After we got through the bedtime routine, I settled in on the big, fluffy blue chair (I have to get to it before boyfriend does, or he’ll steal it and I’ll be forced to sit on the prickly couch), threw a blanket over me and opened my book. Before I had gotten through one page, I heard sobbing coming from the kid’s bedroom.

There is something in me that immediately reacts when I hear my kid cry. Not the “I didn’t get my way and now I have to take a shower” cry, but the actual, heartfelt cry. I sprang up out of the chair, throwing my book off somewhere in the direction of the dining room, and tore into the kid’s room with speed that would rival the Olympics dude with the prosthetic leg. Panting, (okay, that’s a lie, the kid’s room is directly next to the living room and I’m not THAT out of shape) I scanned the room, looking for intruders/my ex-husband/a rabid dog/a stuffed animal that had come alive, and saw nothing. I looked at the bed and saw the kid sitting up, his head in his hands, shoulder shaking.

Slightly pacified at the sight of my child still breathing and not in immediate moral danger, I slid onto the bed and put my head next to the kid’s. “What’s wrong, Buttercup?” I asked him. (Buttercup is not his real name, in case you’re curious. It’s one of the nicknames I’ve chosen to call him so that I can embarrass him when he’s in junior high. I also like “ButtChunk”, “Backfire” and “Pumpkin Jelly”).

He looked up at me, eyes glistening. Then he let out a wail. “I’m so scared! I can’t stop thinking about it! When I die, there’s NOTHING!!!!”

My heart lept into my throat. Immediately, I thought of the empty reassurances my mother had told me when I was his age and was worried about the same thing. God will hold you in his arms. I’ll always be with you. You’ll live forever in heaven. For a moment, I wished I could reassure my son in the same way. It would be so easy. He would smile, and cuddle up with me, and drift off to happy sleep.

I wanted to make it all better — but of course, I couldn’t. As an atheist parent, there is a stark truth in front of all of us, and lies aren’t going to make that truth go away. If I was raising my son as a true critical thinker, I would be doing him a disservice if I gave him lies about life after death and a greater power.

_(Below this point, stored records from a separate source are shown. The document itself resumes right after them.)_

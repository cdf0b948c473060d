#[cfg(test)]
mod tests {
    use anyhow::Result;
    use serde_json::Value;
    use std::fs;
    use std::path::Path;
    use vod_sources::config::AppConfig;
    use vod_sources::output::base58;
    use vod_sources::pipeline;

    fn config_in(dir: &Path) -> AppConfig {
        AppConfig {
            source_file: dir.join("shipinywan.txt"),
            baseline_file: dir.join("basic.json"),
            filtered_text_file: dir.join("filtered_results.txt"),
            new_only_json_file: dir.join("video_sources.json"),
            combined_json_file: dir.join("combined_sources.json"),
            combined_base58_file: dir.join("combined_sources_base58.txt"),
            debug_log_file: dir.join("logs.txt"),
            ..AppConfig::default()
        }
    }

    fn read_json(path: &Path) -> Result<Value> {
        Ok(serde_json::from_str(&fs::read_to_string(path)?)?)
    }

    #[tokio::test]
    async fn test_new_only_and_combined_outputs() -> Result<()> {
        let dir = tempfile::tempdir()?;
        let config = config_in(dir.path());
        fs::write(&config.source_file, r#"{"name":"Alpha","api":"https://a.example.com/provide/vod/"}"#)?;
        fs::write(&config.baseline_file, r#"{"name":"Beta","api":"https://b.example.com/provide/vod"}"#)?;

        let summary = pipeline::run(&config).await?;
        assert_eq!(summary.new_only, 1);
        assert_eq!(summary.combined, 2);

        assert_eq!(
            fs::read_to_string(&config.filtered_text_file)?,
            "Alpha https://a.example.com/provide/vod\n"
        );

        let new_only = read_json(&config.new_only_json_file)?;
        assert_eq!(new_only["cache_time"], 9200);
        let site = new_only["api_site"].as_object().unwrap();
        assert_eq!(site.len(), 1);
        assert_eq!(site["api_1"]["name"], "Alpha");
        assert_eq!(site["api_1"]["api"], "https://a.example.com/provide/vod");
        assert_eq!(site["api_1"]["detail"], "https://a.example.com");

        // Baseline entries come first in the combined document
        let combined = read_json(&config.combined_json_file)?;
        assert_eq!(combined["api_site"]["api_1"]["name"], "Beta");
        assert_eq!(combined["api_site"]["api_2"]["name"], "Alpha");

        let compact = serde_json::to_string(&combined)?;
        assert_eq!(
            fs::read_to_string(&config.combined_base58_file)?,
            base58::encode_str(&compact)
        );
        Ok(())
    }

    #[tokio::test]
    async fn test_text_source_with_duplicates_and_known_urls() -> Result<()> {
        let dir = tempfile::tempdir()?;
        let config = config_in(dir.path());
        fs::write(
            &config.source_file,
            "\
站点列表
{\"key\": \"alpha\", \"name\": \"Alpha\", \"api\": \"https://a.example.com/provide/vod\"},
\"新资源\"
https://proxy.example.net/proxy/https://n.example.com/provide/vod/?ac=list
https://b.example.com/provide/vod
",
        )?;
        fs::write(
            &config.baseline_file,
            r#"{"api_site": {"b": {"name": "Beta", "api": "https://b.example.com/provide/vod", "detail": "https://b.example.com"}}}"#,
        )?;

        let summary = pipeline::run(&config).await?;
        assert_eq!(summary.baseline_unique, 1);
        assert_eq!(summary.source_unique, 3);
        assert!(summary.source_found > summary.source_unique);
        assert_eq!(summary.new_only, 2);

        let text = fs::read_to_string(&config.filtered_text_file)?;
        let urls: Vec<&str> = text.lines().filter_map(|l| l.rsplit(' ').next()).collect();
        assert_eq!(
            urls,
            vec!["https://a.example.com/provide/vod", "https://n.example.com/provide/vod"]
        );
        assert!(text.contains("站点列表 https://n.example.com/provide/vod"));
        Ok(())
    }

    #[tokio::test]
    async fn test_missing_inputs_produce_empty_outputs() -> Result<()> {
        let dir = tempfile::tempdir()?;
        let config = config_in(dir.path());

        let summary = pipeline::run(&config).await?;
        assert_eq!(summary.combined, 0);
        assert_eq!(fs::read_to_string(&config.filtered_text_file)?, "");

        let combined = read_json(&config.combined_json_file)?;
        assert!(combined["api_site"].as_object().unwrap().is_empty());
        Ok(())
    }
}
use anyhow::{Context, Result};
use std::fs::File;
use std::path::Path;
use std::sync::Mutex;
use tracing::{debug, error, info};
use tracing_subscriber::fmt::writer::{BoxMakeWriter, MakeWriterExt};
use tracing_subscriber::{EnvFilter, FmtSubscriber};

/// Installs the logging subscriber for the whole run
///
/// Logs go to stdout at INFO level. In debug mode the level is DEBUG and every
/// event is also written to `log_file`, which is truncated first. If that file
/// cannot be created the error is logged and only stdout is used. `RUST_LOG`
/// takes precedence over both defaults when set.
///
/// # Arguments
/// * `debug_mode` - Whether verbose diagnostics are enabled
/// * `log_file` - Diagnostic file used in debug mode
///
/// # Returns
/// * `Result<()>` - Error if a subscriber is already set
pub fn init_logger(debug_mode: bool, log_file: &Path) -> Result<()> {
    let default_level = if debug_mode { "debug" } else { "info" };
    let filter = EnvFilter::try_from_default_env().unwrap_or_else(|_| EnvFilter::new(default_level));

    let mut file_error = None;
    let writer = if debug_mode {
        match File::create(log_file) {
            Ok(file) => BoxMakeWriter::new(std::io::stdout.and(Mutex::new(file))),
            Err(e) => {
                file_error = Some(e);
                BoxMakeWriter::new(std::io::stdout)
            }
        }
    } else {
        BoxMakeWriter::new(std::io::stdout)
    };

    let subscriber = FmtSubscriber::builder()
        .with_env_filter(filter)
        .with_target(false)
        .with_thread_names(debug_mode)
        .with_ansi(false)
        .with_writer(writer)
        .finish();

    tracing::subscriber::set_global_default(subscriber).context("Logger already initialized")?;
    info!("Logger initialized");
    match file_error {
        Some(e) => error!("Cannot create log file {}: {}, logging to console only", log_file.display(), e),
        None if debug_mode => debug!("Debug mode on, also writing to {}", log_file.display()),
        None => {}
    }

    Ok(())
}
use anyhow::Result;
use clap::Parser;
use tracing::info;

use vod_sources::config::AppConfig;
use vod_sources::pipeline;
use vod_sources::report::print_summary;
use vod_sources::utils::logger::init_logger;

/// Video source extraction and comparison tool
#[derive(Debug, Parser)]
#[command(version)]
struct Cli {
    /// Enable debug mode: verbose console logs plus a diagnostic log file
    #[arg(long)]
    debug: bool,
}

#[tokio::main]
async fn main() -> Result<()> {
    let cli = Cli::parse();
    let config = AppConfig::load()?;

    init_logger(cli.debug, &config.debug_log_file)?;
    info!("Starting with {:?}", config);

    let summary = pipeline::run(&config).await?;
    print_summary(&summary);

    Ok(())
}
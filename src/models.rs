use serde::Serialize;
use std::fmt;

/// Placeholder name used when nothing better can be inferred for a resource
pub const UNKNOWN_RESOURCE: &str = "unknown resource";

/// A single name/endpoint pair describing one external content source
///
/// The `url` is always in canonical form (ending exactly at `provide/vod`)
/// once a record leaves the parser. Names are free text and carry no
/// uniqueness guarantee.
#[derive(Debug, Clone, PartialEq, Eq, Serialize)]
pub struct ResourceRecord {
    pub name: String, // Display name, may be empty or UNKNOWN_RESOURCE
    pub url: String,  // Canonical endpoint URL
}

impl ResourceRecord {
    pub fn new(name: impl Into<String>, url: impl Into<String>) -> Self {
        Self {
            name: name.into(),
            url: url.into(),
        }
    }
}

impl fmt::Display for ResourceRecord {
    fn fmt(&self, f: &mut fmt::Formatter<'_>) -> fmt::Result {
        write!(f, "{} {}", self.name, self.url)
    }
}

/// Insertion-ordered sequence of records; order decides "first occurrence wins"
pub type Dataset = Vec<ResourceRecord>;
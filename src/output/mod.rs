pub mod base58;
pub mod site;
pub mod writer;

pub use site::{build_site, SiteDocument, SiteEntry, DEFAULT_CACHE_TIME};
pub use writer::{save_base58, save_json, save_text};
use std::collections::VecDeque;
use tracing::{debug, trace};

use crate::models::{Dataset, ResourceRecord};
use super::canonical::extract_actual_url;
use super::names::{extract_domain_name, extract_potential_names};
use super::patterns::LINE_URL_REGEX;

/// Number of lines inspected on each side of a URL when looking for a name
const CONTEXT_RANGE: usize = 5;

/// Extracts records line by line, pairing each URL with a nearby name
///
/// For every valid endpoint the name comes from, in order: a name on the same
/// line, the oldest name queued from an earlier line that had no endpoint, the
/// surrounding lines, and finally the URL's host.
pub fn parse_lines_with_context(content: &str) -> Dataset {
    let lines: Vec<&str> = content.split('\n').collect();
    let mut records = Dataset::new();
    let mut pending_names: VecDeque<String> = VecDeque::new();

    for (index, raw_line) in lines.iter().enumerate() {
        let line = raw_line.trim();
        if line.is_empty() {
            continue;
        }

        let mut found_valid_url = false;
        for token in LINE_URL_REGEX.find_iter(line) {
            let Some(url) = extract_actual_url(token.as_str()) else {
                continue;
            };
            found_valid_url = true;

            let name = extract_potential_names(line)
                .into_iter()
                .next()
                .or_else(|| pending_names.pop_front())
                .or_else(|| find_contextual_name(&lines, index))
                .unwrap_or_else(|| extract_domain_name(&url));

            trace!("Line {}: paired '{}' with {}", index + 1, name, url);
            records.push(ResourceRecord::new(name, url));
        }

        if !found_valid_url {
            // Each distinct name on a line is queued once
            let names = extract_potential_names(line);
            if !names.is_empty() {
                trace!("Line {}: queued names {:?}", index + 1, names);
            }
            pending_names.extend(names);
        }
    }

    debug!("Line scan found {} records, {} names left unused", records.len(), pending_names.len());
    records
}

/// Searches the lines around `current` for the first one that yields a name
///
/// Earlier lines are scanned first, oldest to newest, then the following lines.
fn find_contextual_name(lines: &[&str], current: usize) -> Option<String> {
    let before = current.saturating_sub(CONTEXT_RANGE)..current;
    let after = (current + 1)..lines.len().min(current + 1 + CONTEXT_RANGE);

    before
        .chain(after)
        .map(|i| lines[i].trim())
        .filter(|line| !line.is_empty())
        .find_map(|line| extract_potential_names(line).into_iter().next())
}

Gently, I held my son, and I acknowledged that it was a scary thought. But then I talked to him about what a long, long life he was likely to lead. I talked about how I’m still alive, and my mom is still alive, and my MOM’s mom is still alive. I spoke to him about the quality of life, and the legacy that we can all leave. I asked him about famous people from long ago that he knew about, and he mentioned some names (mostly old presidents; he’s on a presidential kick) and I said that they were still alive through their words and deeds.

It was so hard. I couldn’t assuage his fears, really. Death IS death, and that’s scary, and if I think too hard about it, I could lose sleep, too. Sometimes the span of forever seems so vast that it takes my breath away. But what I could do was change his way of thinking about lifespan, and legacy. If we leave something behind, then a part of us never dies.

Whether it was the cadence of my familiar voice or the brilliant words I spoke (or, if I’m being completely honest, just pure exhaustion), he closed his eyes and fell into a peaceful sleep. In the morning, he didn’t mention anything, and I didn’t bring it up, figuring that he would talk about it when he was ready.

This was a few weeks ago. Just this morning, he was sitting on the prickly couch while I sat in the comfy chair (victory!), and he turned to me and said, “Mommy? You know that people don’t really die if they’re in our hearts. As long as someone remembers them, they’ll always be alive.”

We talked about it, and his words made me smile. Something I said got through to him. He kind of made it a cheesy greeting card, but at least his brain has started to come to terms with our brief existence on this planet.

Now if only someone could help me…

image by minifig

Tori Parker

Tori is a high school English teacher from Ohio (insert cheerleader kick here)! She is emphatic! She is skeptical! She is nifty! Her boyfriend says that they can get a potbellied pig someday and name him Bacon. She has a little boy whose pseudonym is SC, although he has recently asked that his name be changed to Henry. When asked for a comment to add on this bio, he asked, "Why do we sound like a bad '70's cop show?" So there's that.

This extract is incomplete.